A RECORD LOW TEMPERATURE OF -46 DEGREES WAS SET AT INTERNATIONAL
FALLS MN TODAY. THIS BREAKS THE OLD RECORD OF -41 SET IN 1954.
Here is a map (above) of a few notable low temperatures across the area. The contoured shading in the background was created by interpolating the observations using GIS software. Therefore, the contours may not necessarily match individual observations, but the overall trend in temperatures is pretty close. Areas near Lake Superior managed to stay much warmer than outlying areas, and you can even detect a hint of urban heat influences around the Twin Cities.
The above pictures are from Babbitt, Minnesota where a frigid morning low temperature of -46 degrees was recorded on January 21, 2011. The pictures were taken by observer Ryan Scharber. The pictures show ice fog, which is usually a shallow fog consisting of suspended ice crystals. Ice fog usually only occurs when temperatures fall below -22 degrees Fahrenheit (-30 Celsius) according to the AMS Glossary. Normally, fog consists of tiny water droplets, or supercooled water droplets. However, when temperatures are as cold as they were this morning in parts of northern Minnesota, it becomes too cold for liquid water to exist, and small ice crystals can develop if the amount of water vapor in the air is sufficient.
Some notes of interest:
- The lowest temperatures recorded in the NWS Duluth county warning area were -46 degrees at both International Falls, MN (ASOS) and Babbitt, MN (CO-OP).
- The -46 degree low was tied for the 5th lowest on record at International Falls. Temperature records date back to 1897. The record is -55 degrees which was recorded on January 6, 1909.

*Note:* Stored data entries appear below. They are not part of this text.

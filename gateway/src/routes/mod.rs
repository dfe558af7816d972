//! HTTP route handlers.

pub mod admin;
pub mod batch;
pub mod health;
pub mod infer;
pub mod route;

use axum::http::{HeaderMap, HeaderName, HeaderValue};

use crate::throttle::RateLimitDecision;

pub const RATELIMIT_LIMIT: HeaderName = HeaderName::from_static("x-ratelimit-limit");
pub const RATELIMIT_REMAINING: HeaderName = HeaderName::from_static("x-ratelimit-remaining");
pub const RATELIMIT_RESET: HeaderName = HeaderName::from_static("x-ratelimit-reset");

/// Stamp the throttle headers onto a response. Applied to every admitted
/// request, including throttled ones.
pub(crate) fn apply_rate_limit_headers(headers: &mut HeaderMap, decision: &RateLimitDecision) {
    let pairs = [
        (RATELIMIT_LIMIT, decision.limit.to_string()),
        (RATELIMIT_REMAINING, decision.remaining.to_string()),
        (RATELIMIT_RESET, decision.reset_epoch.to_string()),
    ];
    for (name, value) in pairs {
        if let Ok(value) = HeaderValue::from_str(&value) {
            headers.insert(name, value);
        }
    }
}
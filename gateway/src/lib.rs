//! ModelMesh gateway: the public boundary of the inference fabric.
//!
//! Admits requests (authentication, throttling, correlation), routes
//! synchronous calls to registered backends through per-endpoint circuit
//! breakers, and publishes asynchronous batch jobs onto the durable log.

pub mod auth;
pub mod config;
pub mod error;
pub mod logging;
pub mod metadata;
pub mod metrics;
pub mod publish;
pub mod routes;
pub mod routing;
pub mod test_util;
pub mod throttle;

pub use auth::{AuthError, Principal, TokenVerifier};
pub use config::Config;
pub use error::ApiError;
pub use metadata::MetadataClient;
pub use metrics::Metrics;
pub use publish::{JobPublisher, KafkaJobPublisher};
pub use routing::{BackendRegistry, BreakerConfig, CircuitBreaker, InferenceRouter};
pub use throttle::RateLimiter;

use std::sync::Arc;
use std::time::Duration;

use axum::Router;
use tower_http::cors::{Any, CorsLayer};
use tower_http::trace::TraceLayer;

use modelmesh_common::JobStore;

/// Shared application state.
pub struct AppState {
    pub config: Config,
    pub verifier: TokenVerifier,
    pub limiter: RateLimiter,
    pub registry: Arc<BackendRegistry>,
    pub router: Arc<InferenceRouter>,
    pub publisher: Arc<dyn JobPublisher>,
    pub job_store: Arc<dyn JobStore>,
    pub metadata: MetadataClient,
    pub metrics: Metrics,
}

impl AppState {
    /// Assemble state from configuration plus the two pluggable collaborators
    /// (log publisher and job store).
    pub fn new(
        config: Config,
        publisher: Arc<dyn JobPublisher>,
        job_store: Arc<dyn JobStore>,
    ) -> Self {
        let registry = Arc::new(BackendRegistry::new(config.breaker.to_breaker_config()));
        let router = Arc::new(InferenceRouter::new(
            registry.clone(),
            Duration::from_secs(config.routing.request_timeout_secs),
            config.routing.retry_on_failure,
        ));

        Self {
            verifier: TokenVerifier::new(&config.auth),
            limiter: RateLimiter::new(
                config.throttle.limit,
                Duration::from_secs(config.throttle.window_secs),
            ),
            registry,
            router,
            publisher,
            job_store,
            metadata: MetadataClient::new(&config.metadata.base_url),
            metrics: Metrics::new(),
            config,
        }
    }
}

/// Build the gateway's HTTP application.
pub fn app(state: Arc<AppState>) -> Router {
    let cors = CorsLayer::new()
        .allow_origin(Any)
        .allow_methods(Any)
        .allow_headers(Any);

    Router::new()
        .merge(routes::health::router(state.clone()))
        .merge(routes::infer::router(state.clone()))
        .merge(routes::batch::router(state.clone()))
        .merge(routes::route::router(state.clone()))
        .nest("/admin", routes::admin::router(state))
        .layer(axum::middleware::from_fn(logging::correlation))
        .layer(axum::middleware::from_fn(logging::request_logger))
        .layer(cors)
        .layer(TraceLayer::new_for_http())
}
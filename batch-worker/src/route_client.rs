//! HTTP client for the gateway's internal routing endpoint.
//!
//! Job items go through the same registry and circuit breakers as
//! synchronous traffic; this client is the worker's only path to a backend.

use std::time::Duration;

use reqwest::Client;
use serde_json::Value;
use thiserror::Error;

use modelmesh_common::RouteRequest;

#[derive(Debug, Error)]
pub enum RouteError {
    #[error("request failed: {0}")]
    Transport(String),
    #[error("inference failed with status {0}")]
    Status(u16),
}

/// Client for `POST /v1/route`.
pub struct RouteClient {
    base_url: String,
    http_client: Client,
}

impl RouteClient {
    pub fn new(base_url: &str, timeout: Duration) -> Self {
        Self {
            base_url: base_url.trim_end_matches('/').to_string(),
            http_client: Client::builder()
                .timeout(timeout)
                .build()
                .expect("Failed to create HTTP client"),
        }
    }

    /// Route one item and return the raw backend payload.
    pub async fn infer(
        &self,
        request_id: &str,
        model: &str,
        version: &str,
        input: &Value,
    ) -> Result<Value, RouteError> {
        let url = format!("{}/v1/route", self.base_url);
        let request = RouteRequest {
            request_id: request_id.to_string(),
            model: model.to_string(),
            version: Some(version.to_string()),
            input: input.clone(),
        };

        let response = self
            .http_client
            .post(&url)
            .header("X-Request-ID", request_id)
            .json(&request)
            .send()
            .await
            .map_err(|e| RouteError::Transport(e.to_string()))?;

        if !response.status().is_success() {
            return Err(RouteError::Status(response.status().as_u16()));
        }

        response
            .json()
            .await
            .map_err(|e| RouteError::Transport(e.to_string()))
    }
}
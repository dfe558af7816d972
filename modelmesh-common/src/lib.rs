//! ModelMesh Common Types
//!
//! Shared types used by both the gateway and the batch worker: wire protocol
//! bodies, the batch job store, and identifier generation.

pub mod ids;
pub mod jobs;
pub mod protocol;

pub use ids::{job_id, request_id};
pub use jobs::{JobRecord, JobStore, JobStoreError, MemoryJobStore, SqliteJobStore};
pub use protocol::{
    BatchAccepted, BatchRequest, ErrorBody, InferRequest, InferResponse, ItemResult,
    JobDescriptor, JobStatus, JobStatusBody, RouteRequest,
};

- The -46 degree low was tied for the lowest on record at the International Falls Airport. The official observing station was moved to the airport in 1939. This is tied with the -46 degree reading from January 6, 1968.
- The -25 degree low at Duluth is tied for the 5th lowest minimum temperature in the last decade (since 2000). The lowest minimum temperature of the 2000s thus far has been -30 on January 29, 2004.
- The state record low temperature in Minnesota was recorded at Tower, Minnesota on February 2, 1996. The low was -60 degrees. That was also the coldest temperature ever recorded east of the Mississippi River.
- The state record low temperature in Wisconsin was recorded at Couderay on February 2nd and February 4th of 1996. The temperatures dipped down to -55 degrees both nights.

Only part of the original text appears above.